Kadının özgürlüğü, romantizm üzerinden pazarlanırken aile bağlamı imha ediliyor. Feminizm bunun ideolojisini üretiyor. Kadını ailesine ve erkeklere karşı meydan okuyan bir bilinç içine yerleştiriyor. Buradan kışkırtıyor. Ailesi ve erkeği “efendi”, kendisini de “köle” diye imgeliyor. Üstat Hegel’den aşırılan bir felsefe! Köle ve efendi diyalektiği erkek ve kadın bağlamına taşınıyor. Kadının kendisine karşı savaşacak ve köleliğinden kurtulmasını sağlayacak efendi erkek ya da ailedir! Onu inkar edecek ve sonra da kölelikten kurtulacak. Özgür, yani azat olacak. Mutluluk da buradan fışkıracak. Kadın “aile ve erkek hakimiyetinden kurtularak özgürleşirsem mutlu olurum” diye inanmaya başlıyor artık. Çünkü bütün sıkıntıların kökeninde ev ve erkeği görüyor. Feminist bilinç ona bunu şırınga ediyor. Bunun için feminist teorileri okumasına da gerek yok. Çünkü modernite, ürettiği kadın kültürü ve bilinci ile bunu pratiğin içine taşıyor. Filmlerde, reklamlarda, televizyonlarda, sinemada üretilen ve yayılan kültür budur. İşte kadına fısıldanan yalan masaldan çıkan büyülü kelimeler: Terk et, aldat, yalnız kal, birey ol, hayatını kazan, hayatını yaşa ve mutlu ol!
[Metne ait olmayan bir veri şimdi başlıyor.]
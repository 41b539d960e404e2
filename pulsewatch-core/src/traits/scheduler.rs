//! Scheduler Abstraction
//!
//! Decouples the pipeline from any particular hardware timer. A scheduler
//! hands out periodic registrations and then delivers their ticks, one at a
//! time, in due order. Production code backs this with an RTC or app-timer;
//! tests use [`VirtualScheduler`], which jumps straight to the next due
//! time.
//!
//! ## Cooperative Cancellation
//!
//! Cancelling a registration only stops future deliveries. A tick already
//! handed out runs to completion; there is nothing to unwind.
//!
//! ## Example: driving a session by hand
//!
//! ```rust
//! use pulsewatch_core::traits::Scheduler;
//! use pulsewatch_core::scheduler::VirtualScheduler;
//!
//! let mut scheduler = VirtualScheduler::new();
//! let handle = scheduler.register_periodic(2)?;
//!
//! let (first, at) = scheduler.next_tick().unwrap();
//! assert_eq!(first, handle);
//! assert_eq!(at, 2);
//!
//! scheduler.cancel(handle);
//! assert!(scheduler.next_tick().is_none());
//! # Ok::<(), pulsewatch_core::VitalsError>(())
//! ```
//!
//! [`VirtualScheduler`]: crate::scheduler::VirtualScheduler

use core::fmt::Debug;

use crate::{errors::VitalsResult, time::Timestamp};

/// Periodic tick source
pub trait Scheduler {
    /// Identifies one registration
    type Handle: Copy + PartialEq + Debug;

    /// Register a periodic tick every `interval_ms`.
    ///
    /// Failure is fatal at startup: callers surface it and do not retry.
    fn register_periodic(&mut self, interval_ms: u32) -> VitalsResult<Self::Handle>;

    /// Stop future ticks for `handle`. Unknown handles are ignored.
    fn cancel(&mut self, handle: Self::Handle);

    /// Wait for the next due tick and return its registration and time.
    ///
    /// Returns `None` once no registration is active.
    fn next_tick(&mut self) -> Option<(Self::Handle, Timestamp)>;
}
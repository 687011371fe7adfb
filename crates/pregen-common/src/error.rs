//! Error types shared across the pregen crates.

use thiserror::Error;

/// Top-level error type for pregen operations.
#[derive(Debug, Error)]
pub enum PregenError {
    /// World/chunk errors
    #[error("World error: {0}")]
    World(#[from] WorldError),

    /// Serialization errors
    #[error("Serialization error: {0}")]
    Serialization(String),

    /// IO errors
    #[error("IO error: {0}")]
    Io(#[from] std::io::Error),

    /// Schema version mismatch
    #[error("Schema version mismatch: expected {expected}, got {actual}")]
    VersionMismatch {
        /// Expected version
        expected: String,
        /// Actual version found
        actual: String,
    },
}

/// World and chunk errors reported by host capabilities.
#[derive(Debug, Error)]
pub enum WorldError {
    /// Chunk not found
    #[error("Chunk not found at ({x}, {z})")]
    ChunkNotFound {
        /// X coordinate
        x: i32,
        /// Z coordinate
        z: i32,
    },

    /// Chunk load failed
    #[error("Failed to load chunk: {0}")]
    LoadFailed(String),

    /// Chunk save failed
    #[error("Failed to save chunk: {0}")]
    SaveFailed(String),

    /// Populate pass failed
    #[error("Failed to populate chunk ({x}, {z}): {reason}")]
    PopulateFailed {
        /// X coordinate
        x: i32,
        /// Z coordinate
        z: i32,
        /// What went wrong
        reason: String,
    },

    /// Invalid chunk data
    #[error("Invalid chunk data: {0}")]
    InvalidData(String),
}

/// Result type alias for pregen operations.
pub type PregenResult<T> = Result<T, PregenError>;

/// Result type alias for host world operations.
pub type WorldResult<T> = Result<T, WorldError>;
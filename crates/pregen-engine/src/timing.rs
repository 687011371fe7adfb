//! Fixed-rate tick pacing.

use std::time::{Duration, Instant};
use tracing::warn;

/// Ticks the loop may fall behind before the backlog is dropped.
const MAX_TICK_BACKLOG: u32 = 40;

/// Paces the host loop at a fixed tick rate.
///
/// A tick that overruns its budget delays the following ones; once the loop
/// is more than [`MAX_TICK_BACKLOG`] ticks behind, the backlog is dropped
/// instead of being run back to back.
#[derive(Debug)]
pub struct TickClock {
    /// Ticks per second
    tick_rate: u32,
    /// Time budget per tick
    tick_budget: Duration,
    /// Deadline of the next tick
    next_tick: Instant,
    /// Ticks started so far
    ticks: u64,
}

impl TickClock {
    /// Create a clock running at `tick_rate` ticks per second.
    #[must_use]
    pub fn new(tick_rate: u32) -> Self {
        let tick_rate = tick_rate.max(1);
        Self {
            tick_rate,
            tick_budget: Duration::from_secs_f64(1.0 / f64::from(tick_rate)),
            next_tick: Instant::now(),
            ticks: 0,
        }
    }

    /// Sleeps until the next tick is due and returns its number.
    pub fn wait_for_next_tick(&mut self) -> u64 {
        let now = Instant::now();
        if now < self.next_tick {
            std::thread::sleep(self.next_tick - now);
        } else {
            let behind = now - self.next_tick;
            if behind > self.tick_budget * MAX_TICK_BACKLOG {
                warn!(
                    "Can't keep up! Running {}ms behind, skipping {} ticks",
                    behind.as_millis(),
                    behind.as_nanos() / self.tick_budget.as_nanos().max(1)
                );
                self.next_tick = now;
            }
        }

        self.next_tick += self.tick_budget;
        self.ticks += 1;
        self.ticks
    }

    /// Ticks started so far.
    #[must_use]
    pub fn ticks(&self) -> u64 {
        self.ticks
    }

    /// Ticks per second.
    #[must_use]
    pub fn tick_rate(&self) -> u32 {
        self.tick_rate
    }

    /// Wall time covered by `ticks` ticks.
    #[must_use]
    pub fn ticks_to_duration(&self, ticks: u32) -> Duration {
        self.tick_budget * ticks
    }
}

impl Default for TickClock {
    fn default() -> Self {
        Self::new(20)
    }
}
Ne erkek ne de kadın sosyal varlıktan muaf. Ailenin sosyalliğini terk edebilir. Ancak meslek çevresi, kafe çevresi, siyaset çevresi ve eğlence çevresi her zaman onun çeperidir. Onun peşini bırakmaz. İnsan, hiçbir zaman sosyal varlıktan muaf olamaz. Sadece bunlar arasında önceliklerimiz ve tercihlerimiz var. Mutluluk da bu çevrelerle ürettiğimiz etkileşimden doğan ortalama paydır. Mutluluk, kolektiftir. Bir insanın sosyal alanlardan soyutlanarak mutlu olmasının imkanı yok. Kadın için de bu geçerli. Birey, bütün modernitenin çağrılarına rağmen yine de bir grup içinde yaşar. Onlarla kendisini hayal eder. Benliğini her zaman sosyal dünyayla beraber inşa eder.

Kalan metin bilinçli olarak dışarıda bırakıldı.